In the article ‘Democracy’s Performance’ (McKenzie, 2003), McKenzie extends his discussion and research on performance he produced in ‘Perform or Else’ (McKenzie, 2001) by discussing the definition of performance further. He begins this by using George W. Bush’s speech; his announcement of war on terrorism as a performance, he tests his speech to see, according to the term performance, whether it is indeed a performance as such. McKenzie goes on to discuss how performance has become involved in a power matrix and the ‘will to power’ (McKenzie, 2003: 119) performance stratum. Through discussing this he gives his theory structure by using evidence linking the idea ‘the will to become in power’ (McKenzie, 2003: 119) to performance through George Bush. He does this by showing how Bush's will makes his speech become a performance as he emphasizes his democratic views in order to gain the public's faith.
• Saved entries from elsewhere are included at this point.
//! 链接相关：载荷加解密、签名 token、确认 token 以及签发/解析流程。

pub(crate) mod cipher;
pub(crate) mod issue;
pub(crate) mod payload;
pub(crate) mod resolve;
pub(crate) mod temp;
pub(crate) mod token;
use std::sync::Arc;

use axum::{
    extract::State,
    http::StatusCode,
    response::{IntoResponse, Response},
    routing::post,
    Router,
};
use serde_json::json;

use super::service::{AnalysisService, AnalyzeRequest};
use crate::classifier::TextClassifier;

/// Router builder exposing the analysis endpoint.
pub fn analysis_router<C>(service: Arc<AnalysisService<C>>) -> Router
where
    C: TextClassifier + 'static,
{
    Router::new()
        .route("/analyze", post(analyze_handler::<C>))
        .with_state(service)
}

pub(crate) async fn analyze_handler<C>(
    State(service): State<Arc<AnalysisService<C>>>,
    axum::Json(request): axum::Json<AnalyzeRequest>,
) -> Response
where
    C: TextClassifier + 'static,
{
    match service.analyze(request) {
        Ok(response) => (StatusCode::OK, axum::Json(response)).into_response(),
        Err(error) if error.is_invalid_input() => {
            let payload = json!({
                "error": error.to_string(),
            });
            (StatusCode::BAD_REQUEST, axum::Json(payload)).into_response()
        }
        Err(other) => {
            let payload = json!({
                "error": other.to_string(),
            });
            (StatusCode::INTERNAL_SERVER_ERROR, axum::Json(payload)).into_response()
        }
    }
}
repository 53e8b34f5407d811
mod common;
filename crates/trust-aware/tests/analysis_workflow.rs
//! End-to-end checks for the analysis service and its HTTP router using the
//! bundled lexicon classifier.

use std::sync::Arc;

use axum::body::{to_bytes, Body};
use axum::http::{header, Request, StatusCode};
use serde_json::{json, Value};
use tower::ServiceExt;

use trust_aware::analysis::{analysis_router, AnalysisService, AnalysisSettings, AnalyzeRequest};
use trust_aware::classifier::{LexiconSentimentClassifier, TextClassifier};
use trust_aware::policy::{Decision, RiskSignal};

fn service() -> AnalysisService<LexiconSentimentClassifier> {
    AnalysisService::new(
        Arc::new(LexiconSentimentClassifier::new()),
        AnalysisSettings::default(),
    )
}

async fn post_analyze(payload: Value) -> (StatusCode, Value) {
    let router = analysis_router(Arc::new(service()));
    let request = Request::builder()
        .method("POST")
        .uri("/analyze")
        .header(header::CONTENT_TYPE, "application/json")
        .body(Body::from(serde_json::to_vec(&payload).expect("serialize payload")))
        .expect("request builds");

    let response = router.oneshot(request).await.expect("router responds");
    let status = response.status();
    let body = to_bytes(response.into_body(), 1024 * 1024)
        .await
        .expect("read body");
    let value = serde_json::from_slice(&body).expect("json body");
    (status, value)
}

#[test]
fn lexicon_classifier_honours_the_policy_contract() {
    let classifier = LexiconSentimentClassifier::new();
    for text in [
        "I absolutely love this product.",
        "Terrible, broken, and late.",
        "The package arrived on Tuesday.",
    ] {
        let result = classifier.classify(text).expect("classification succeeds");
        let total: f64 = result.scores.values().sum();
        assert!((total - 1.0).abs() < 1e-9);
        assert_eq!(result.confidence, result.scores[&result.label]);
        assert!(result.scores.len() >= 2);
    }
}

#[test]
fn mixed_review_is_deferred_by_the_service() {
    let response = service()
        .analyze(AnalyzeRequest {
            text: "The product quality is great, but the customer service was awful.".to_string(),
            confidence_threshold: None,
        })
        .expect("analysis succeeds");

    assert_eq!(response.label, "NEGATIVE");
    assert_eq!(
        response.risk_signals,
        vec![RiskSignal::Ambiguity, RiskSignal::MixedSentiment]
    );
    assert_eq!(response.risk_score, 2);
    assert_eq!(response.decision, Decision::NeedsHumanReview);
}

#[test]
fn hedged_review_is_accepted_by_the_service() {
    let response = service()
        .analyze(AnalyzeRequest {
            text: "The experience was kind of okay.".to_string(),
            confidence_threshold: None,
        })
        .expect("analysis succeeds");

    assert_eq!(response.label, "POSITIVE");
    assert!(response.confidence >= 0.7);
    assert!(response.margin >= 0.2);
    assert_eq!(response.risk_signals, vec![RiskSignal::Ambiguity]);
    assert_eq!(response.risk_score, 1);
    assert_eq!(response.decision, Decision::Accepted);
}

#[tokio::test]
async fn analyze_endpoint_returns_the_response_contract() {
    let (status, body) = post_analyze(json!({
        "text": "I absolutely love this product, it works perfectly and I would recommend it to everyone."
    }))
    .await;

    assert_eq!(status, StatusCode::OK);
    for field in [
        "label",
        "decision",
        "confidence",
        "margin",
        "risk_score",
        "risk_signals",
        "explanation",
        "model_name",
        "scores",
    ] {
        assert!(body.get(field).is_some(), "missing field {field}");
    }
    assert_eq!(body["label"], json!("POSITIVE"));
    assert_eq!(body["decision"], json!("accepted"));
    assert_eq!(body["risk_signals"], json!([]));
    assert_eq!(body["risk_score"], json!(0));
    assert_eq!(body["model_name"], json!(LexiconSentimentClassifier::MODEL_NAME));
}

#[tokio::test]
async fn analyze_endpoint_rejects_blank_text() {
    let (status, body) = post_analyze(json!({ "text": "   " })).await;

    assert_eq!(status, StatusCode::BAD_REQUEST);
    assert!(body["error"].is_string());
}

#[tokio::test]
async fn analyze_endpoint_applies_request_threshold() {
    let (_, lenient) = post_analyze(json!({
        "text": "Good product overall.",
        "confidence_threshold": 0.0
    }))
    .await;
    let (_, strict) = post_analyze(json!({
        "text": "Good product overall.",
        "confidence_threshold": 1.0
    }))
    .await;

    let signals = |body: &Value| -> Vec<String> {
        body["risk_signals"]
            .as_array()
            .expect("signal list")
            .iter()
            .map(|signal| signal.as_str().expect("signal name").to_string())
            .collect()
    };

    assert!(!signals(&lenient).contains(&"low_confidence".to_string()));
    assert!(signals(&strict).contains(&"low_confidence".to_string()));
    assert_eq!(lenient["margin"], strict["margin"]);
}
use std::collections::BTreeMap;
use std::sync::Arc;

use serde::{Deserialize, Serialize};
use tracing::{debug, warn};

use crate::classifier::{ClassifierError, TextClassifier};
use crate::policy::{
    AssessmentError, Decision, DecisionConfig, DecisionEngine, InvalidInput, RiskSignal,
    DEFAULT_CONFIDENCE_THRESHOLD,
};

/// Longest text accepted for a single analysis.
pub const DEFAULT_MAX_TEXT_CHARS: usize = 4000;

/// Inbound request to analyze a text.
#[derive(Debug, Clone, PartialEq, Serialize, Deserialize)]
pub struct AnalyzeRequest {
    pub text: String,
    #[serde(default)]
    pub confidence_threshold: Option<f64>,
}

/// Machine- and human-readable outcome of an analysis.
#[derive(Debug, Clone, PartialEq, Serialize, Deserialize)]
pub struct AnalyzeResponse {
    pub label: String,
    pub decision: Decision,
    pub confidence: f64,
    pub margin: f64,
    pub risk_score: usize,
    pub risk_signals: Vec<RiskSignal>,
    pub explanation: String,
    pub model_name: String,
    pub scores: BTreeMap<String, f64>,
}

/// Defaults applied by the service when a request leaves them out.
#[derive(Debug, Clone, Copy, PartialEq)]
pub struct AnalysisSettings {
    pub default_confidence_threshold: f64,
    pub max_text_chars: usize,
}

impl Default for AnalysisSettings {
    fn default() -> Self {
        Self {
            default_confidence_threshold: DEFAULT_CONFIDENCE_THRESHOLD,
            max_text_chars: DEFAULT_MAX_TEXT_CHARS,
        }
    }
}

/// Service composing the classifier, the decision policy and the explainer.
pub struct AnalysisService<C> {
    classifier: Arc<C>,
    settings: AnalysisSettings,
}

impl<C> AnalysisService<C>
where
    C: TextClassifier + 'static,
{
    pub fn new(classifier: Arc<C>, settings: AnalysisSettings) -> Self {
        Self {
            classifier,
            settings,
        }
    }

    pub fn model_name(&self) -> &str {
        self.classifier.model_name()
    }

    pub fn settings(&self) -> &AnalysisSettings {
        &self.settings
    }

    /// Classify the request text and decide whether it can be automated.
    pub fn analyze(&self, request: AnalyzeRequest) -> Result<AnalyzeResponse, AnalysisError> {
        let text = request.text.trim();
        if text.is_empty() {
            return Err(InvalidInput::EmptyText.into());
        }

        let length = text.chars().count();
        if length > self.settings.max_text_chars {
            return Err(InvalidInput::TextTooLong {
                length,
                limit: self.settings.max_text_chars,
            }
            .into());
        }

        let threshold = request
            .confidence_threshold
            .unwrap_or(self.settings.default_confidence_threshold);
        let engine = DecisionEngine::new(DecisionConfig::with_confidence_threshold(threshold)?);

        let result = self.classifier.classify(text)?;
        let assessment = engine.assess(&result, text).map_err(|error| {
            if let AssessmentError::MalformedClassification(detail) = &error {
                warn!(model = self.model_name(), %detail, "classifier broke its output contract");
            }
            error
        })?;
        let explanation = engine.explain(&result, &assessment);

        debug!(
            label = %result.label,
            risk_score = assessment.risk_score(),
            decision = %assessment.decision,
            "analysis complete"
        );

        Ok(AnalyzeResponse {
            risk_score: assessment.risk_score(),
            decision: assessment.decision,
            margin: assessment.margin,
            risk_signals: assessment.risk_signals,
            label: result.label,
            confidence: result.confidence,
            scores: result.scores,
            explanation,
            model_name: self.model_name().to_string(),
        })
    }
}

/// Error raised by the analysis service.
#[derive(Debug, Clone, PartialEq, thiserror::Error)]
pub enum AnalysisError {
    #[error(transparent)]
    Assessment(#[from] AssessmentError),
    #[error(transparent)]
    Classifier(#[from] ClassifierError),
}

impl From<InvalidInput> for AnalysisError {
    fn from(value: InvalidInput) -> Self {
        Self::Assessment(AssessmentError::InvalidInput(value))
    }
}

impl AnalysisError {
    /// True when the caller sent something the service cannot accept.
    pub fn is_invalid_input(&self) -> bool {
        matches!(self, AnalysisError::Assessment(AssessmentError::InvalidInput(_)))
    }
}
McKenzie argues that Bush used a weak point in America by tackling the 9/11 attacks by blaming those responsible in a historical and philosophical perspective by linking the attacks of Al Qaeda and comparing these attacks to those of Pearl Harbor.

===Culture===

In the article ‘Performance and Global Transference’ (McKenzie, 2001) McKenzie analyses the impact of globalization on cultural performances. Commenting on previous research from the article ‘Democracy’s Performance’ (McKenzie, 2003) he continues his theory by saying that the stratum he has developed to make a clearer term for performance has not been ‘fully installed’ (McKenzie, 2003:6) this being due to the emergence of globalization and the era we are heading into of global performance.

His research in performance theory has inspired performance arts groups, such as Doorika, mentioned in the feminist theory journal Women & Performance.